Given the progress in law and ideology in recent years and the deepening of the meaning of individual rights and liberty, there was widespread expectation that the five-judge Constitution Bench would give the Special Marriage Act 1954(SMA), a law that allows any two people to marry, a gender-neutral interpretation to include people belonging to the same sex and gender. Over the years, the amplitude of Article 21 of the Constitution has been expanded to cover the rights of life, privacy, dignity and marital choice, but the highest court has stopped short of the extra step needed to allow marriages or civil unions that are not heterosexual and physiological sex. All five judges have chosen to leave it to the legislature to enact such a law and enforce. Chief Justice of India D.Y. Chandrachud and Justice Sanjay Kishan Kaul have ruled that queer couples and same sex have a right to seek recognition for their union and marriage, but declined to read down the provisions of the SMA to that effect. On the other point of view, Justices S. Ravindra Bhat, Hima Kohli and P.S. Narasimha reject the position, holding that any such recognition can only be based on statute power. In another effect, the Supreme Court has accepted the government’s view that any move to legalise same-sex marriages will fall in the legislature’s domain. All five judge were agree on right to marry is not a fundamental rights in Indian law. If there is any need for the marriage law there should be separate legislation for making law and enact in within the territory of India. same-sex marriage in a 3:2 verdict.

Supreme Court refused from granting legal recognition for same-sex marriages, it did make a strong call to the State to take steps in legislative form to end the discrimination faced by same couples and to ensure protection for their right to marry.

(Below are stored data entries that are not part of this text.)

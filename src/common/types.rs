//! Shared type definitions
//!
//! Identities are opaque platform strings; names are display logins.

use serde::{Deserialize, Serialize};

/// Opaque platform user id
pub type UserId = String;

/// Inbound chat event as delivered by the chat transport
#[derive(Clone, Debug, Serialize, Deserialize, PartialEq, Eq)]
pub struct ChatEvent {
    pub user_id: UserId,
    pub user_name: String,
    pub is_moderator: bool,
    pub is_privileged_viewer: bool,
    pub text: String,
}

impl ChatEvent {
    pub fn new(user_id: impl Into<String>, user_name: impl Into<String>, text: impl Into<String>) -> Self {
        Self {
            user_id: user_id.into(),
            user_name: user_name.into(),
            is_moderator: false,
            is_privileged_viewer: false,
            text: text.into(),
        }
    }

    pub fn as_moderator(mut self) -> Self {
        self.is_moderator = true;
        self
    }

    pub fn as_privileged(mut self) -> Self {
        self.is_privileged_viewer = true;
        self
    }
}

/// A participant in a two-player game. The id may be unknown when identity
/// resolution failed; the game still proceeds.
#[derive(Clone, Debug, Serialize, Deserialize, PartialEq, Eq)]
pub struct Player {
    pub name: String,
    pub id: Option<UserId>,
}

impl Player {
    pub fn new(name: impl Into<String>, id: Option<UserId>) -> Self {
        Self {
            name: name.into(),
            id,
        }
    }
}

/// Strip the mention marker chat users put in front of names
pub fn normalize_username(raw: &str) -> &str {
    raw.trim().trim_start_matches('@')
}
//! Turn-based elimination game ("Russian roulette")
//!
//! `GameSession` is the pure state machine; `EliminationGame` drives it on a
//! background task with the pacing delays, chat messages, overlay prop and
//! the penalty on the loser.

use crate::common::traits::{ChatSink, IdentityResolver, Moderator, PropPresenter};
use crate::common::types::{normalize_username, Player};
use crate::config::BotConfig;
use crate::errors::BotResult;
use crate::games::types::{GameReport, PenaltyOutcome, TurnEvent};
use crate::metrics::EngineMetrics;
use crate::scheduler::TaskScheduler;
use crate::storage::JsonStore;
use rand::rngs::StdRng;
use rand::{Rng, SeedableRng};
use std::sync::{Arc, Mutex, PoisonError};
use std::time::Duration;
use thiserror::Error;
use tokio::task::JoinHandle;

#[derive(Debug, Error, PartialEq, Eq)]
pub enum SessionError {
    #[error("Chamber count must be at least 1")]
    NoChambers,

    #[error("Bullet slot {slot} outside 1..={chambers}")]
    SlotOutOfRange { slot: u8, chambers: u8 },
}

/// One game between two players.
///
/// Seat 0 is the target and seat 1 the initiator; shot `n` is taken by seat
/// `n % 2`, so the initiator pulls the trigger first. The slot is always in
/// `1..=chambers`, so the session is guaranteed to end by the last chamber.
#[derive(Debug, Clone)]
pub struct GameSession {
    seats: [Player; 2],
    bullet_slot: u8,
    chambers: u8,
    current_shot: u8,
    finished: bool,
}

impl GameSession {
    /// Draw the bullet slot uniformly from `1..=chambers`
    pub fn new<R: Rng + ?Sized>(
        initiator: Player,
        target: Player,
        chambers: u8,
        rng: &mut R,
    ) -> Result<Self, SessionError> {
        if chambers == 0 {
            return Err(SessionError::NoChambers);
        }
        let slot = rng.gen_range(1..=chambers);
        Self::with_slot(initiator, target, chambers, slot)
    }

    pub fn with_slot(initiator: Player, target: Player, chambers: u8, slot: u8) -> Result<Self, SessionError> {
        if chambers == 0 {
            return Err(SessionError::NoChambers);
        }
        if slot == 0 || slot > chambers {
            return Err(SessionError::SlotOutOfRange { slot, chambers });
        }
        Ok(Self {
            seats: [target, initiator],
            bullet_slot: slot,
            chambers,
            current_shot: 0,
            finished: false,
        })
    }

    pub fn bullet_slot(&self) -> u8 {
        self.bullet_slot
    }

    pub fn initiator(&self) -> &Player {
        &self.seats[1]
    }

    pub fn target(&self) -> &Player {
        &self.seats[0]
    }

    /// Player taking shot `shot`
    pub fn shooter(&self, shot: u8) -> &Player {
        &self.seats[(shot % 2) as usize]
    }

    /// The player not taking shot `shot`
    pub fn opposite(&self, shot: u8) -> &Player {
        &self.seats[((shot + 1) % 2) as usize]
    }

    pub fn is_finished(&self) -> bool {
        self.finished
    }

    /// Take the next shot. Returns `None` once the game is over.
    pub fn fire(&mut self) -> Option<TurnEvent> {
        if self.finished || self.current_shot >= self.chambers {
            return None;
        }
        self.current_shot += 1;
        let shot = self.current_shot;
        let eliminated = shot == self.bullet_slot;
        if eliminated {
            self.finished = true;
        }
        Some(TurnEvent {
            shot,
            player: self.shooter(shot).clone(),
            eliminated,
        })
    }
}

/// Who receives the penalty for `fatal_shot`.
/// The exempt identity is never penalized; its opponent takes the penalty
/// instead. Returns `(target, redirected)`, or `None` if both are exempt.
pub fn penalty_target<'a>(
    session: &'a GameSession,
    fatal_shot: u8,
    exempt_id: &str,
) -> Option<(&'a Player, bool)> {
    let loser = session.shooter(fatal_shot);
    let is_exempt = |p: &Player| p.id.as_deref() == Some(exempt_id);

    if !is_exempt(loser) {
        return Some((loser, false));
    }
    let other = session.opposite(fatal_shot);
    if is_exempt(other) {
        return None;
    }
    Some((other, true))
}

/// Game tunables taken from `BotConfig`
#[derive(Debug, Clone)]
pub struct RouletteSettings {
    pub chambers: u8,
    pub turn_delay: Duration,
    pub reveal_delay: Duration,
    pub penalty: Duration,
    pub prop_source: String,
    pub prop_duration: Duration,
    pub exempt_id: String,
    pub penalty_reason: String,
    pub redirected_penalty_reason: String,
}

impl RouletteSettings {
    pub fn from_config(config: &BotConfig) -> Self {
        Self {
            chambers: config.roulette.chambers,
            turn_delay: config.turn_delay(),
            reveal_delay: config.reveal_delay(),
            penalty: config.penalty_duration(),
            prop_source: config.roulette.prop_source.clone(),
            prop_duration: config.prop_duration(),
            exempt_id: config.channel.broadcaster_id.clone(),
            penalty_reason: config.roulette.penalty_reason.clone(),
            redirected_penalty_reason: config.roulette.redirected_penalty_reason.clone(),
        }
    }
}

/// Runs elimination games as independent background tasks
pub struct EliminationGame {
    identity: Arc<dyn IdentityResolver>,
    moderator: Arc<dyn Moderator>,
    presenter: Arc<dyn PropPresenter>,
    sink: Arc<dyn ChatSink>,
    scheduler: TaskScheduler,
    metrics: Arc<EngineMetrics>,
    slot_store: JsonStore<u8>,
    settings: Arc<RouletteSettings>,
    rng: Mutex<StdRng>,
}

impl EliminationGame {
    #[allow(clippy::too_many_arguments)]
    pub fn new(
        identity: Arc<dyn IdentityResolver>,
        moderator: Arc<dyn Moderator>,
        presenter: Arc<dyn PropPresenter>,
        sink: Arc<dyn ChatSink>,
        scheduler: TaskScheduler,
        metrics: Arc<EngineMetrics>,
        slot_store: JsonStore<u8>,
        settings: RouletteSettings,
    ) -> Self {
        Self {
            identity,
            moderator,
            presenter,
            sink,
            scheduler,
            metrics,
            slot_store,
            settings: Arc::new(settings),
            rng: Mutex::new(StdRng::from_entropy()),
        }
    }

    pub fn with_rng(mut self, rng: StdRng) -> Self {
        self.rng = Mutex::new(rng);
        self
    }

    /// Set up a game and start its turn sequence in the background.
    ///
    /// An unresolvable target still plays with an unknown id; penalties
    /// against that seat are skipped.
    pub async fn start(
        &self,
        initiator_name: &str,
        initiator_id: &str,
        target_name: &str,
    ) -> BotResult<JoinHandle<GameReport>> {
        let target_name = normalize_username(target_name);
        let target_id = match self.identity.resolve_user_id(target_name).await {
            Ok(id) => id,
            Err(e) => {
                tracing::warn!(target_name, error = %e, "Identity lookup failed, playing with unknown id");
                None
            }
        };
        if target_id.is_none() {
            tracing::warn!(target_name, "Target id unknown, penalty against them will be skipped");
        }

        let initiator = Player::new(initiator_name, Some(initiator_id.to_string()));
        let target = Player::new(target_name, target_id);

        let session = {
            let mut rng = self.rng.lock().unwrap_or_else(PoisonError::into_inner);
            GameSession::new(initiator, target, self.settings.chambers, &mut *rng)
        }
        .map_err(|e| crate::errors::ConfigurationError::ValidationFailed(e.to_string()))?;

        self.slot_store.save(&session.bullet_slot())?;
        EngineMetrics::incr(&self.metrics.games_started);
        tracing::info!(
            initiator = initiator_name,
            target_name,
            slot = session.bullet_slot(),
            "Elimination game started"
        );

        let presenter = self.presenter.clone();
        let source = self.settings.prop_source.clone();
        let prop_duration = self.settings.prop_duration;
        self.scheduler.spawn(async move {
            if let Err(e) = presenter.show_prop(&source, prop_duration).await {
                tracing::warn!(source = %source, error = %e, "Prop toggle failed");
            }
        });

        let runner = TurnRunner {
            moderator: self.moderator.clone(),
            sink: self.sink.clone(),
            metrics: self.metrics.clone(),
            settings: self.settings.clone(),
        };
        Ok(self.scheduler.spawn(runner.run(session)))
    }
}

/// Everything the background turn loop needs
struct TurnRunner {
    moderator: Arc<dyn Moderator>,
    sink: Arc<dyn ChatSink>,
    metrics: Arc<EngineMetrics>,
    settings: Arc<RouletteSettings>,
}

impl TurnRunner {
    async fn run(self, mut session: GameSession) -> GameReport {
        let mut turns = Vec::new();

        loop {
            tokio::time::sleep(self.settings.turn_delay).await;

            // slot lies in 1..=chambers, so the fatal shot always arrives
            let Some(turn) = session.fire() else {
                unreachable!("session ended without a fatal shot");
            };
            turns.push(turn.clone());

            if !turn.eliminated {
                self.sink
                    .say(&format!("Shot {}: click! {} survives.", turn.shot, turn.player.name))
                    .await;
                continue;
            }

            self.sink
                .say(&format!(
                    "Shot {}: BANG! {} is out and will be timed out for {}s.",
                    turn.shot,
                    turn.player.name,
                    self.settings.penalty.as_secs()
                ))
                .await;
            tokio::time::sleep(self.settings.reveal_delay).await;

            let penalty = self.punish(&session, turn.shot).await;
            EngineMetrics::incr(&self.metrics.games_finished);

            return GameReport {
                initiator: session.initiator().clone(),
                target: session.target().clone(),
                bullet_slot: session.bullet_slot(),
                turns,
                loser: turn.player,
                penalty,
            };
        }
    }

    async fn punish(&self, session: &GameSession, fatal_shot: u8) -> PenaltyOutcome {
        let Some((target, redirected)) = penalty_target(session, fatal_shot, &self.settings.exempt_id) else {
            tracing::info!("Both players are exempt, no penalty");
            return PenaltyOutcome::Exempt;
        };

        let reason = if redirected {
            self.sink
                .say(&format!(
                    "But {} is untouchable and turns the gun on {} instead.",
                    session.shooter(fatal_shot).name,
                    target.name
                ))
                .await;
            &self.settings.redirected_penalty_reason
        } else {
            self.sink.say(&format!("{} is timed out.", target.name)).await;
            &self.settings.penalty_reason
        };

        let Some(user_id) = target.id.as_deref() else {
            tracing::warn!(player = %target.name, "Loser has no known id, penalty skipped");
            return PenaltyOutcome::Skipped { target: target.clone() };
        };

        match self.moderator.apply_penalty(user_id, self.settings.penalty, reason).await {
            Ok(()) => {
                EngineMetrics::incr(&self.metrics.penalties_applied);
                PenaltyOutcome::Applied {
                    target: target.clone(),
                    redirected,
                }
            }
            Err(e) => {
                EngineMetrics::incr(&self.metrics.penalties_failed);
                tracing::error!(user_id, error = %e, "Penalty could not be applied");
                PenaltyOutcome::Failed {
                    target: target.clone(),
                    error: e.to_string(),
                }
            }
        }
    }
}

  1. No Inherent Right to Marriage for same sex couple: Marriage is not an inherent, unqualified right, but rather one subject to statutes and customs in Indian law system.
  2. No Right to Civil Union Without Legal Framework: Legal recognition of civil unions, akin to marriage, can only be established through an enacted law by legislature action. The Court cannot mandate or create such a legal status for the purpose of marriage law.
  3. No Legal Status for Queer Couples: Queer couples have the right to form emotional, mental support to each other or sexual relationships, drawing from the right to privacy article 21 of Indian constitution, choice, and autonomy. However, this doesn’t grant them legal status or entitlement to union of marriage for same couples.
  4. Transgender Persons’ Right to Marry: Transgender individuals in heterosexual relationships and physiological sexual relationship are free to marry.
  5. Committee for same couples right to marry: A high-powered committee (HPC) chaired by the Cabinet Secretary, appointed by the Central Government, should comprehensively examine factors related to same-sex marriage.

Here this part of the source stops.